CEEMS Closing Day Showcase Promises Classroom Results

By: Desiré Bennett

Community members, educators and engineers gathered at the CEEMS Showcase August 2, 2013 to join area teachers as they highlighted seven weeks of hard work through poster presentations of changes each plans for their classes in the coming school year.

CEEMS Showcase

With its second year of instruction underway, the CEEMS program is equipping area teachers with tools to impact STEM education in the Tri-State and beyond. The showcase on Aug. 2 marked the kickoff to an impactful year.

During the showcase teachers displayed a poster that summarized each of the three units created during the CEEMS Summer Institute.

Professor Anant Kukreti, principal investigator for CEEMS and director of management and design of the CEEMS effort says that these posters will not only benefit students but the teachers as well.

“During the summer training workshops the teachers were actually trained to make posters, so although they can use [the poster] in their class for the students so that the students will know what is ahead, this is the first time that the majority of the teachers have ever made a poster on any topic,” he said. “So this showcase is practice – practicing the skills of making and presenting a poster.”

Brandon Williams, Hughes STEM High School.

Brandon Williams, Hughes STEM High School.

First year teachers created three new units which they will further develop and implement during the school year. Teachers in their second year of the program also displayed three units, recreating one unit from the previous year. Throughout the school year teachers will give details of how each unit was implemented, providing assessment results concerning student learning, knowledge growth, personal reflections of what works, what does not work and/or what needs to be changed. 

Hughes STEM High School STEM educator Brandon Williams is in his first year of the CEEMS program and is hopeful about the impact of bringing his units into the classroom. “I think it’s going to make the kids a lot more engaged in the learning of different projects and since we are a STEM school, my students will learn how the different fields come together,” he said. “It’s also going to give them an opportunity to be more hands-on, so our kids aren’t just sitting at a desk and trying to memorize information – they’re actually becoming engaged and learning more about it.”

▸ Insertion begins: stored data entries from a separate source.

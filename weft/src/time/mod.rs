//! Deadlines, timed sleeps and cooperative yielding.

mod deadline;
pub use deadline::Deadline;

mod sleep;
pub use sleep::{sleep_for, sleep_until};

mod yield_now;
pub use yield_now::{YieldNow, yield_now};
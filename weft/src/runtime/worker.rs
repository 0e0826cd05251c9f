use crate::context::Context;
use crate::runtime::ProcessorConfig;
use crate::runtime::ticker::{Ticker, TickerData, TickerEvents};
use crate::task::Notified;
use crossbeam_deque::{Steal, Stealer};
use std::iter;
use std::ops::ControlFlow;

/// Scheduler loop of one worker thread. The local queue lives in the thread
/// [`Context`] so that tasks scheduled from this thread can reach it.
#[derive(Debug)]
pub(crate) struct Worker {
    index: usize,

    cfg: LoopConfig,

    ticker: Ticker,

    /// Set by the ticker, the next pop looks at the injector first.
    pop_global_queue: bool,

    /// Peers' local queues, every worker but this one.
    stealers: Vec<Stealer<Notified>>,
}

impl Worker {
    pub(crate) fn new(index: usize, cfg: &ProcessorConfig, mut stealers: Vec<Stealer<Notified>>) -> Self {
        // Per-worker victim order, idle workers don't all hit the same peer.
        fastrand::shuffle(&mut stealers);

        Self {
            index,
            cfg: cfg.into(),
            ticker: Ticker::new(),
            pop_global_queue: false,
            stealers,
        }
    }

    pub(crate) fn index(&self) -> usize {
        self.index
    }

    /// Runs tasks until the processor shuts down.
    pub(crate) fn run(&mut self, ctx: &Context) {
        tracing::trace!(worker = self.index, "worker loop started");

        loop {
            match self.find_task(ctx) {
                Some(notified) => {
                    ctx.handle.admission.on_dequeue(notified.task());
                    notified.run();
                }
                None => {
                    // The only point where a worker blocks its OS thread.
                    ctx.handle
                        .shared
                        .park_current_thread(|| self.has_work(ctx));
                }
            }

            let events = self.ticker.tick(ctx, &mut self.cfg);
            if let ControlFlow::Break(()) = self.process_ticker_events(events) {
                break;
            }
        }
    }

    fn find_task(&mut self, ctx: &Context) -> Option<Notified> {
        let global = &ctx.handle.injector;

        // Tasks pushed from outside the pool would starve behind a local queue
        // that never drains.
        if std::mem::take(&mut self.pop_global_queue)
            && let Some(task) = global.steal_batch_and_pop(&ctx.local).success()
        {
            return Some(task);
        }

        // FIFO: a task that keeps yielding goes behind everything queued
        // before it.
        ctx.local.pop().or_else(|| {
            // Stolen batches land in our local queue.
            iter::repeat_with(|| {
                global.steal_batch_and_pop(&ctx.local).or_else(|| {
                    // Stops at the first victim that hands over a batch.
                    self.stealers
                        .iter()
                        .map(|s| s.steal_batch_and_pop(&ctx.local))
                        .collect::<Steal<_>>()
                })
            })
            .take(self.cfg.max_steal_retries)
            .find(|s| !s.is_retry())
            .and_then(|s| s.success())
        })
    }

    fn has_work(&self, ctx: &Context) -> bool {
        !ctx.local.is_empty()
            || !ctx.handle.injector.is_empty()
            || self.stealers.iter().any(|s| !s.is_empty())
    }

    #[inline(always)]
    fn process_ticker_events(&mut self, events: TickerEvents) -> ControlFlow<()> {
        if events.contains(TickerEvents::SHUTDOWN) {
            return ControlFlow::Break(());
        }

        if events.contains(TickerEvents::POP_GLOBAL_QUEUE) {
            self.pop_global_queue = true;
        }

        ControlFlow::Continue(())
    }
}

#[derive(Debug, Clone)]
struct LoopConfig {
    global_queue_interval: u32,
    max_steal_retries: usize,
}

impl LoopConfig {
    #[inline(always)]
    fn should_pop_global_queue(&self, tick: u32) -> bool {
        tick.is_multiple_of(self.global_queue_interval)
    }
}

impl From<&ProcessorConfig> for LoopConfig {
    fn from(cfg: &ProcessorConfig) -> LoopConfig {
        LoopConfig {
            global_queue_interval: cfg.global_queue_interval,
            max_steal_retries: cfg.max_steal_retries,
        }
    }
}

impl TickerData for LoopConfig {
    type Context = Context;

    #[inline(always)]
    fn update_and_check(&mut self, ctx: &Self::Context, tick: u32) -> TickerEvents {
        // Queues are empty by then, the flag flips once every task finished.
        if ctx.handle.shared.is_shutdown() {
            return TickerEvents::SHUTDOWN;
        }

        let mut events = TickerEvents::empty();
        if self.should_pop_global_queue(tick) {
            events.insert(TickerEvents::POP_GLOBAL_QUEUE);
        }

        events
    }
}
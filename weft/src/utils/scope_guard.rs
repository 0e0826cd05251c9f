/// Runs a closure when dropped, unless disarmed first.
///
/// Fires on every way out of a scope: normal return, early `?` return,
/// unwinding, or a future being dropped mid-`.await`.
pub(crate) struct ScopeGuard<F: FnOnce()> {
    on_drop: Option<F>,
}

impl<F: FnOnce()> ScopeGuard<F> {
    pub(crate) fn new(on_drop: F) -> Self {
        Self {
            on_drop: Some(on_drop),
        }
    }

    pub(crate) fn disarm(&mut self) {
        self.on_drop = None;
    }
}

impl<F: FnOnce()> Drop for ScopeGuard<F> {
    fn drop(&mut self) {
        if let Some(on_drop) = self.on_drop.take() {
            on_drop();
        }
    }
}
use std::fmt;
use std::time::{Duration, Instant};

/// A point in time after which a wait gives up. May be unreachable.
#[derive(Clone, Copy, Default, PartialEq, Eq, Hash)]
pub struct Deadline(Option<Instant>);

impl Deadline {
    /// A deadline that never expires.
    pub const fn unreachable() -> Self {
        Self(None)
    }

    pub fn from_instant(when: Instant) -> Self {
        Self(Some(when))
    }

    /// `now + duration`. Saturates to unreachable on overflow.
    pub fn from_duration(duration: Duration) -> Self {
        Self(Instant::now().checked_add(duration))
    }

    /// A deadline that is already reached.
    pub fn passed() -> Self {
        Self(Some(Instant::now()))
    }

    pub fn is_reachable(&self) -> bool {
        self.0.is_some()
    }

    pub fn is_reached(&self) -> bool {
        self.0.is_some_and(|when| when <= Instant::now())
    }

    /// Time left until the deadline, `None` if unreachable.
    pub fn time_left(&self) -> Option<Duration> {
        self.0.map(|when| when.saturating_duration_since(Instant::now()))
    }

    pub fn instant(&self) -> Option<Instant> {
        self.0
    }

    /// The earlier of the two deadlines.
    pub fn min(self, other: Deadline) -> Deadline {
        match (self.0, other.0) {
            (Some(a), Some(b)) => Deadline(Some(a.min(b))),
            (Some(a), None) | (None, Some(a)) => Deadline(Some(a)),
            (None, None) => Deadline(None),
        }
    }
}

impl From<Instant> for Deadline {
    fn from(when: Instant) -> Self {
        Self::from_instant(when)
    }
}

impl fmt::Debug for Deadline {
    fn fmt(&self, f: &mut fmt::Formatter<'_>) -> fmt::Result {
        match self.time_left() {
            Some(left) => write!(f, "Deadline(in {left:?})"),
            None => f.write_str("Deadline(unreachable)"),
        }
    }
}

#[cfg(test)]
mod tests {
    use super::*;

    #[test]
    fn test_unreachable() {
        let deadline = Deadline::unreachable();
        assert!(!deadline.is_reachable());
        assert!(!deadline.is_reached());
        assert_eq!(deadline.time_left(), None);
        assert_eq!(Deadline::default(), deadline);
    }

    #[test]
    fn test_min_prefers_reachable() {
        let soon = Deadline::from_duration(Duration::from_millis(10));
        let later = Deadline::from_duration(Duration::from_secs(10));

        assert_eq!(soon.min(later), soon);
        assert_eq!(later.min(soon), soon);
        assert_eq!(Deadline::unreachable().min(later), later);
        assert_eq!(later.min(Deadline::unreachable()), later);
    }

    #[test]
    fn test_passed() {
        let deadline = Deadline::passed();
        assert!(deadline.is_reached());
        assert_eq!(deadline.time_left(), Some(Duration::ZERO));
    }

    #[test]
    fn test_overflow_saturates() {
        assert!(!Deadline::from_duration(Duration::MAX).is_reachable());
    }
}
//! Expansion of `#[weft::main]` and `#[weft::test]`.

use proc_macro2::TokenStream;
use quote::{quote, quote_spanned};
use syn::spanned::Spanned;
use syn::{Attribute, ItemFn, LitInt, LitStr};

/// Tests get a small pool so that scheduling across workers is exercised
/// without oversubscribing CI machines.
const DEFAULT_TEST_WORKER_THREADS: usize = 2;

#[derive(Clone, Copy, PartialEq, Eq)]
pub(crate) enum Flavor {
    Main,
    Test,
}

/// Processor knobs accepted between the attribute parentheses.
#[derive(Default)]
struct Knobs {
    worker_threads: Option<usize>,
    name: Option<String>,
}

impl Knobs {
    fn parse(args: TokenStream) -> syn::Result<Knobs> {
        let mut knobs = Knobs::default();

        let parser = syn::meta::parser(|meta| {
            if meta.path.is_ident("worker_threads") {
                if knobs.worker_threads.is_some() {
                    return Err(meta.error("`worker_threads` set multiple times"));
                }
                let lit: LitInt = meta.value()?.parse()?;
                let n = lit.base10_parse::<usize>()?;
                if n == 0 {
                    return Err(syn::Error::new(lit.span(), "`worker_threads` may not be 0"));
                }
                knobs.worker_threads = Some(n);
                Ok(())
            } else if meta.path.is_ident("name") {
                if knobs.name.is_some() {
                    return Err(meta.error("`name` set multiple times"));
                }
                let lit: LitStr = meta.value()?.parse()?;
                knobs.name = Some(lit.value());
                Ok(())
            } else if meta.path.is_ident("flavor") {
                Err(meta.error(
                    "weft has a single task processor flavor, size the pool with `worker_threads = N`",
                ))
            } else {
                Err(meta.error("unknown option, expected one of `worker_threads`, `name`"))
            }
        });

        syn::parse::Parser::parse2(parser, args)?;
        Ok(knobs)
    }
}

pub(crate) fn expand(args: TokenStream, item: TokenStream, flavor: Flavor) -> TokenStream {
    let input = match syn::parse2::<ItemFn>(item.clone()) {
        Ok(input) => input,
        Err(e) => return with_error(item, e),
    };

    match check(&input, flavor).and_then(|()| Knobs::parse(args)) {
        Ok(knobs) => rewrite(input, flavor, knobs),
        // Still emit the function so that IDEs keep resolving its body.
        Err(e) => with_error(item, e),
    }
}

fn check(input: &ItemFn, flavor: Flavor) -> syn::Result<()> {
    let sig = &input.sig;

    if sig.asyncness.is_none() {
        return Err(syn::Error::new_spanned(
            sig.fn_token,
            "the `async` keyword is missing from the function declaration",
        ));
    }

    if !sig.inputs.is_empty() {
        let msg = match flavor {
            Flavor::Main => "the main function cannot accept arguments",
            Flavor::Test => "the test function cannot accept arguments",
        };
        return Err(syn::Error::new_spanned(&sig.inputs, msg));
    }

    if flavor == Flavor::Test
        && let Some(attr) = input.attrs.iter().find(|attr| is_test_attribute(attr))
    {
        return Err(syn::Error::new_spanned(
            attr,
            "second test attribute is supplied, remove it or change the order of your test attributes",
        ));
    }

    Ok(())
}

/// `#[test]` and its prelude spellings. `#[weft::test]` already registers the
/// function, a second one would register it twice.
fn is_test_attribute(attr: &Attribute) -> bool {
    let syn::Meta::Path(path) = &attr.meta else {
        return false;
    };

    let idents = path
        .segments
        .iter()
        .map(|segment| segment.ident.to_string())
        .collect::<Vec<_>>();

    match idents.as_slice() {
        [test] => path.leading_colon.is_none() && test == "test",
        [krate, prelude, _edition, test] => {
            (krate == "core" || krate == "std") && prelude == "prelude" && test == "test"
        }
        _ => false,
    }
}

fn rewrite(mut input: ItemFn, flavor: Flavor, knobs: Knobs) -> TokenStream {
    input.sig.asyncness = None;

    // Point errors about the generated processor setup at the body.
    let span = input.block.span();

    let mut builder = quote_spanned! {span=> weft::runtime::Builder::new() };

    let worker_threads = match flavor {
        Flavor::Test => knobs.worker_threads.or(Some(DEFAULT_TEST_WORKER_THREADS)),
        Flavor::Main => knobs.worker_threads,
    };
    if let Some(n) = worker_threads {
        builder = quote_spanned! {span=> #builder.worker_threads(#n) };
    }
    if let Some(name) = knobs.name {
        builder = quote_spanned! {span=> #builder.name(#name) };
    }

    let test_attr = match flavor {
        Flavor::Test => quote! { #[::core::prelude::v1::test] },
        Flavor::Main => quote! {},
    };

    let ItemFn {
        attrs,
        vis,
        sig,
        block,
    } = input;

    // The root task runs on a worker thread, so the body becomes a
    // `Send + 'static` future rather than being pinned on this stack.
    quote! {
        #(#attrs)*
        #test_attr
        #vis #sig {
            let body = async move #block;

            #[allow(clippy::expect_used, clippy::needless_return)]
            {
                return #builder
                    .try_build()
                    .expect("failed to build the task processor")
                    .block_on(body)
                    .expect("root task did not complete");
            }
        }
    }
}

fn with_error(mut tokens: TokenStream, error: syn::Error) -> TokenStream {
    tokens.extend(error.into_compile_error());
    tokens
}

Samantha McConnaughey, Goshen Middle School.

Samantha McConnaughey, Goshen Middle School.

Goshen Middle School science teacher Samantha McConnaughey agrees. “The kids are going to get really excited about the units and how hands-on they are and the different experiments they get to do,” she said. “Plus it’s going to give the kids more hands-on experience and more real life experience and exposure to the different careers.”

McConnaughey believes these units could ultimately lead to not only more engineering degrees but also life-enhancing skills. “It brings to the kids the engineering design process that typically is not used in the classroom and that’s something that can be applied not only if you’re an engineer but in any career,” she said. “If students are able to solve problems and have that skillset that’s not unique just to engineering or science and math degrees in general, they can use those skills in college and they can use them in any degree that they go in.”

Caleb Barber, Norwood Middle School.

Caleb Barber, Norwood Middle School.

Norwood Middle School science teacher Caleb Barber, who has just completed his second year in the CEEMS program, says that he has seen changes in his classroom as a result of implementing units from the previous year. “Students are not pigeonholed to look for one answer. When I first started implementing the units last year, by the end of the year students were looking for more than one way to find an answer,” he said. “And that is something that they need to learn – it’s not always 2+2=4, you can get to four a whole lot of other ways.”

According to Barber, these units benefit students beyond the classroom. “Sometimes you have to go back to the drawing board and try again multiple times and that’s what these units are teaching our students,” he said. “The first time you try something it might not work, but why give up when you have a chance to go back and try again? These units are teaching our students to not only find the answer and not only to find it in different ways, but to look for it even when you don’t find it right off the bat.”


CEEMS is funded by the National Science Foundation, grant #1102990.